En premier lieu, le régime a besoin de moi. Je suis celle qui gère, d’une poigne de fer dans un gant de velours, lui-même glissé dans une mitaine en soie, le côté féminin de leur entreprise, et je fais régner l’ordre : tel un eunuque de harem, je bénéficie d’une position unique.
Deuxièmement, j’en sais trop sur les dirigeants – trop de scandales –, et ceux-ci ne sont pas sûrs de ce que j’ai pu fabriquer avec ces informations. S’ils me pendent haut et court, qui sait si ces fameux scandales ne s’ébruiteront pas d’une manière ou d’une autre ? Ils craignent peut-être que je n’aie pris soin de les sauvegarder ; ils n’auraient pas tort.
Troisièmement, je suis discrète. Tous ces hauts responsables ont toujours eu le sentiment que leurs secrets ne risquaient rien avec moi ; mais ce – je l’ai fait comprendre à mots couverts – tant que je ne risquais rien non plus. Il y a longtemps que je crois à l’équilibre des pouvoirs.

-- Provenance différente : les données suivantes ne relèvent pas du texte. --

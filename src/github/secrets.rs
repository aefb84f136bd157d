//! Actions secret provisioning
//!
//! Secrets are sealed with the repository's public key before transmission
//! (an anonymous sealed box; only the host platform can decrypt). Creation
//! is idempotent: an existing secret is never overwritten, so values
//! rotated by an operator stay intact.

use base64::{engine::general_purpose::STANDARD as BASE64, Engine};
use crypto_box::aead::OsRng;
use crypto_box::PublicKey;
use reqwest::StatusCode;
use serde::{Deserialize, Serialize};
use tracing::{debug, warn};

use crate::error::{PipeupError, Result};
use crate::github::client::{status_reason, GitHubClient};

#[derive(Debug, Deserialize)]
struct PublicKeyDetails {
    key_id: String,
    key: String,
}

#[derive(Debug, Serialize)]
struct CreateSecretRequest<'a> {
    encrypted_value: String,
    key_id: &'a str,
}

/// Seal `value` for the holder of the repository's private key
fn seal_secret(public_key_b64: &str, value: &str) -> Result<String> {
    let key_bytes = BASE64.decode(public_key_b64).map_err(|e| {
        PipeupError::SecretProvisioning(format!("invalid repository public key: {e}"))
    })?;
    let key_bytes: [u8; 32] = key_bytes.try_into().map_err(|_| {
        PipeupError::SecretProvisioning("repository public key has unexpected length".to_string())
    })?;

    let public_key = PublicKey::from(key_bytes);
    let sealed = public_key
        .seal(&mut OsRng, value.as_bytes())
        .map_err(|e| PipeupError::SecretProvisioning(format!("sealing failed: {e}")))?;

    Ok(BASE64.encode(sealed))
}

/// Actions secret operations handler
pub struct SecretsHandler<'a> {
    client: &'a GitHubClient,
}

impl<'a> SecretsHandler<'a> {
    /// Create a new handler
    pub fn new(client: &'a GitHubClient) -> Self {
        Self { client }
    }

    /// Check whether a secret with this name already exists
    pub async fn exists(&self, name: &str) -> Result<bool> {
        let url = self.client.repo_url(&format!("/actions/secrets/{name}"));
        let response = self.client.get(&url).await?;
        Ok(response.status() == StatusCode::OK)
    }

    /// Create the secret unless it already exists.
    ///
    /// An existing secret is skipped with a log line; the stored value is
    /// never overwritten.
    pub async fn ensure_secret(&self, name: &str, value: &str) -> Result<()> {
        if self.exists(name).await? {
            warn!("Skipped creating {name} as it already exists");
            return Ok(());
        }
        self.create(name, value).await
    }

    /// Fetch the repository's current public key for secret sealing
    async fn public_key(&self) -> Result<PublicKeyDetails> {
        let url = self.client.repo_url("/actions/secrets/public-key");
        let response = self.client.get(&url).await?;
        if response.status() != StatusCode::OK {
            return Err(PipeupError::SecretProvisioning(format!(
                "public key lookup failed: ({})",
                status_reason(response.status())
            )));
        }
        Ok(response.json().await?)
    }

    async fn create(&self, name: &str, value: &str) -> Result<()> {
        let key_details = self.public_key().await?;
        let encrypted_value = seal_secret(&key_details.key, value)?;
        let body = CreateSecretRequest {
            encrypted_value,
            key_id: &key_details.key_id,
        };

        let url = self.client.repo_url(&format!("/actions/secrets/{name}"));
        let response = self.client.put(&url, &body).await?;
        if !response.status().is_success() {
            return Err(PipeupError::SecretProvisioning(format!(
                "creating {name} returned ({})",
                status_reason(response.status())
            )));
        }
        debug!("Created repository secret {name}");
        Ok(())
    }
}

#[cfg(test)]
mod tests {
    use super::*;
    use crypto_box::SecretKey;

    #[test]
    fn test_seal_secret_roundtrip() {
        let secret_key = SecretKey::generate(&mut OsRng);
        let public_key_b64 = BASE64.encode(secret_key.public_key().as_bytes());

        let sealed_b64 = seal_secret(&public_key_b64, "hunter2").unwrap();
        let sealed = BASE64.decode(sealed_b64).unwrap();
        let opened = secret_key.unseal(&sealed).unwrap();

        assert_eq!(opened, b"hunter2");
    }

    #[test]
    fn test_seal_secret_rejects_bad_key() {
        assert!(seal_secret("not base64!!", "value").is_err());
        assert!(seal_secret(&BASE64.encode([0u8; 7]), "value").is_err());
    }
}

En dépit de ces mesures de sécurité, je ne me berce pas d’illusions. Galaad est un lieu où l’on perd vite pied : les accidents y sont fréquents. Quelqu’un a déjà rédigé mon éloge funèbre, c’est évident.
Quinze ans plus tard, nous découvrons comment elle a adhéré à l’idéologie totalitaire, poussée par l’instinct de survie.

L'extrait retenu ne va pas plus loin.